→ Dataset records
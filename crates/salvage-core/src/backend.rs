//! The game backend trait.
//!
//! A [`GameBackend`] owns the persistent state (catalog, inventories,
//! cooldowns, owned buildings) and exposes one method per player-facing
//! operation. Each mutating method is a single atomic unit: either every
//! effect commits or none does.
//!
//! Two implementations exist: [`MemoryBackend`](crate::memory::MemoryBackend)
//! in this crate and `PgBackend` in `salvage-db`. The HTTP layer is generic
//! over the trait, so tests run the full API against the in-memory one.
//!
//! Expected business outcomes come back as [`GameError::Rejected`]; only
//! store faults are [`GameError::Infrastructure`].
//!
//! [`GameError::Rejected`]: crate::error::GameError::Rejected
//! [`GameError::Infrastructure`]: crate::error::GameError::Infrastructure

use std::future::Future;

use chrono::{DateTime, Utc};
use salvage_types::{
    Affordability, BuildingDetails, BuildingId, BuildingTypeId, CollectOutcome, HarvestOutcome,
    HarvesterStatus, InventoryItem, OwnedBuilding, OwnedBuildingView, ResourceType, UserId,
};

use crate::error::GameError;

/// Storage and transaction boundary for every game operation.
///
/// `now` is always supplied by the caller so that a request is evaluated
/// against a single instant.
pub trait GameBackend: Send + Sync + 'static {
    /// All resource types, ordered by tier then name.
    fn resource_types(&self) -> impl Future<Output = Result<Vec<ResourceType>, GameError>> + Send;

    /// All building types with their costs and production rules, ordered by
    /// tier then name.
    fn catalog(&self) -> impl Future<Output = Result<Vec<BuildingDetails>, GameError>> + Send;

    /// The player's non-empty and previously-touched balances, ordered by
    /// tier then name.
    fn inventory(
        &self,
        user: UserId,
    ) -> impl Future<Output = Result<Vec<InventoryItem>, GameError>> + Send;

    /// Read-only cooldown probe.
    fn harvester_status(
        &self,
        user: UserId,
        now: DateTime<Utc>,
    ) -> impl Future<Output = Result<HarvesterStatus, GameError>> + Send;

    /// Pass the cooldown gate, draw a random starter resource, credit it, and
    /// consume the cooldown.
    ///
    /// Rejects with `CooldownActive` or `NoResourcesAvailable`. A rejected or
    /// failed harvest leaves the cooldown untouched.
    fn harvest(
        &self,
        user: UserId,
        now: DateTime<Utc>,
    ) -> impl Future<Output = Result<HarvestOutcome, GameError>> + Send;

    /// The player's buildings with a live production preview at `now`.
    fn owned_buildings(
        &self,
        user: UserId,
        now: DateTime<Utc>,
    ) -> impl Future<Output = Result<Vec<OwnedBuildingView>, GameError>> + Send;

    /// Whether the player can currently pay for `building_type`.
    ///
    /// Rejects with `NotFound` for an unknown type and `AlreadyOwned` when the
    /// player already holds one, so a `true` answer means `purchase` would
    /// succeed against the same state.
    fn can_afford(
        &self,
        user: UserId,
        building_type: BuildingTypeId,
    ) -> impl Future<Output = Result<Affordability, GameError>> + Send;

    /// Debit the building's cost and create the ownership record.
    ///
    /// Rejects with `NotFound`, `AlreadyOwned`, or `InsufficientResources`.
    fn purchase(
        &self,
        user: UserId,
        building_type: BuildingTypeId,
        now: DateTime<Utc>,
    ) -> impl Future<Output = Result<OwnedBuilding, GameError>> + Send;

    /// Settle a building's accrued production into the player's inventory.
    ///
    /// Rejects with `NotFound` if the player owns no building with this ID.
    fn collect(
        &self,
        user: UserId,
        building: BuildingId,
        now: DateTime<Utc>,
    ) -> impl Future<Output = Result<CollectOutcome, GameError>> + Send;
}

==

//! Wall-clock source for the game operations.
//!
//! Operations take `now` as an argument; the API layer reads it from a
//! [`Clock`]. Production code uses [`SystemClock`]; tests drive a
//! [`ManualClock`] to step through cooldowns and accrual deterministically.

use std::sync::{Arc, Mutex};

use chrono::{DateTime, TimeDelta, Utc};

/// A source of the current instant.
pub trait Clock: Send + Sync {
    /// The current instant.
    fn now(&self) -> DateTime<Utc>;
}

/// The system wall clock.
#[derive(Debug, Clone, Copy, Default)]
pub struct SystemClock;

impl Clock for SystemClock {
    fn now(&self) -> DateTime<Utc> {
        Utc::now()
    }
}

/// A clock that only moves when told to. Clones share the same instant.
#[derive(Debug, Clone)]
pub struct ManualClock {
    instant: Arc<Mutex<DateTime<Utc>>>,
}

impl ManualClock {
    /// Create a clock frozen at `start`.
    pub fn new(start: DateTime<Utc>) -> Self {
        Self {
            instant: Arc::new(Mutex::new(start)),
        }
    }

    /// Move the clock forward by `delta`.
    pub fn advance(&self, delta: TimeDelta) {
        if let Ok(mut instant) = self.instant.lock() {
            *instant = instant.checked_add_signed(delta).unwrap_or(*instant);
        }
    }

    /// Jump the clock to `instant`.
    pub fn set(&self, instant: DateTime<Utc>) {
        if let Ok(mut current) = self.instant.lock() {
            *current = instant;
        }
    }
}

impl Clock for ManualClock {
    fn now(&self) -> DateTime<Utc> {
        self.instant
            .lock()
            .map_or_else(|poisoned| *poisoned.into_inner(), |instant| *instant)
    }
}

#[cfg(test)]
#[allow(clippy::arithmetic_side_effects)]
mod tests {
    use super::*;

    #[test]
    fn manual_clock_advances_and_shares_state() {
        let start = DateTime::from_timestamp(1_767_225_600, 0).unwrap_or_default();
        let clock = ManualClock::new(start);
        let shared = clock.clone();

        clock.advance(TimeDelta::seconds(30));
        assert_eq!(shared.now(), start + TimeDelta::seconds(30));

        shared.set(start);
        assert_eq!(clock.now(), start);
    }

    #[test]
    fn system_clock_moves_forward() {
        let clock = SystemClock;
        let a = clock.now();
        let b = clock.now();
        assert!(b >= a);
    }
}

* * *

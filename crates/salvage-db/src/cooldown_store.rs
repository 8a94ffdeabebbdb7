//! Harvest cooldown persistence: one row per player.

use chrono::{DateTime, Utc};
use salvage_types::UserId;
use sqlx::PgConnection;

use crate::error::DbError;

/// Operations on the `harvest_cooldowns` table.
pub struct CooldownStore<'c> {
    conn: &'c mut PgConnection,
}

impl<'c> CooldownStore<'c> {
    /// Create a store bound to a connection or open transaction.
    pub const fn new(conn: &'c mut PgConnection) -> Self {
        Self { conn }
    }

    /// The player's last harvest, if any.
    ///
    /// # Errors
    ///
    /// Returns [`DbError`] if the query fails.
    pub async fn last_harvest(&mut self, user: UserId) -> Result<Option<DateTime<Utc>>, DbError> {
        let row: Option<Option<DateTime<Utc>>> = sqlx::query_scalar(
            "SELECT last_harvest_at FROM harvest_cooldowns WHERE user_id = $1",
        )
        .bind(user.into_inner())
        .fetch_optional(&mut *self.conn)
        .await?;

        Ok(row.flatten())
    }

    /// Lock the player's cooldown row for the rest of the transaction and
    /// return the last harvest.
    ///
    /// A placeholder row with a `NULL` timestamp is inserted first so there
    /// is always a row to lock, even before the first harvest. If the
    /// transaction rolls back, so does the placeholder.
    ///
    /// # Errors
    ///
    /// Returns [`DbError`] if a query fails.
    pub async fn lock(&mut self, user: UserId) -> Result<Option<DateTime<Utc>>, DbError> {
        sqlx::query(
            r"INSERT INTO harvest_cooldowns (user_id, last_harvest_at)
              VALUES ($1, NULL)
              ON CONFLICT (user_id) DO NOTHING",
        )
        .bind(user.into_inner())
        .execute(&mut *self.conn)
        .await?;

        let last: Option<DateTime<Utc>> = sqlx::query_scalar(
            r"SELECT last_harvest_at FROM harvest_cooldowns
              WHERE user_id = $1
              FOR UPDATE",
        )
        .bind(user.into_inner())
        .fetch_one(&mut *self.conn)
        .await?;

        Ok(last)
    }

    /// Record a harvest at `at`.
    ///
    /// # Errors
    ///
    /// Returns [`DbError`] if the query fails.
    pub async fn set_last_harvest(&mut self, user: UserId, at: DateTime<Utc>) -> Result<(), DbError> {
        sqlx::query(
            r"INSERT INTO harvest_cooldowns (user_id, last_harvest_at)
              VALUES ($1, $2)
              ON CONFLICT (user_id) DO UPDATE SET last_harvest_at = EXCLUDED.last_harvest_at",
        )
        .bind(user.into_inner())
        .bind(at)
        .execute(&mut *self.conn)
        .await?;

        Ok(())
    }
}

→ Work task
Check each line of the data above for the string "CollectOutcome", and copy the ones that have it.

→ Written solution
    Affordability, BuildingDetails, BuildingId, BuildingTypeId, CollectOutcome, HarvestOutcome,
    ) -> impl Future<Output = Result<CollectOutcome, GameError>> + Send;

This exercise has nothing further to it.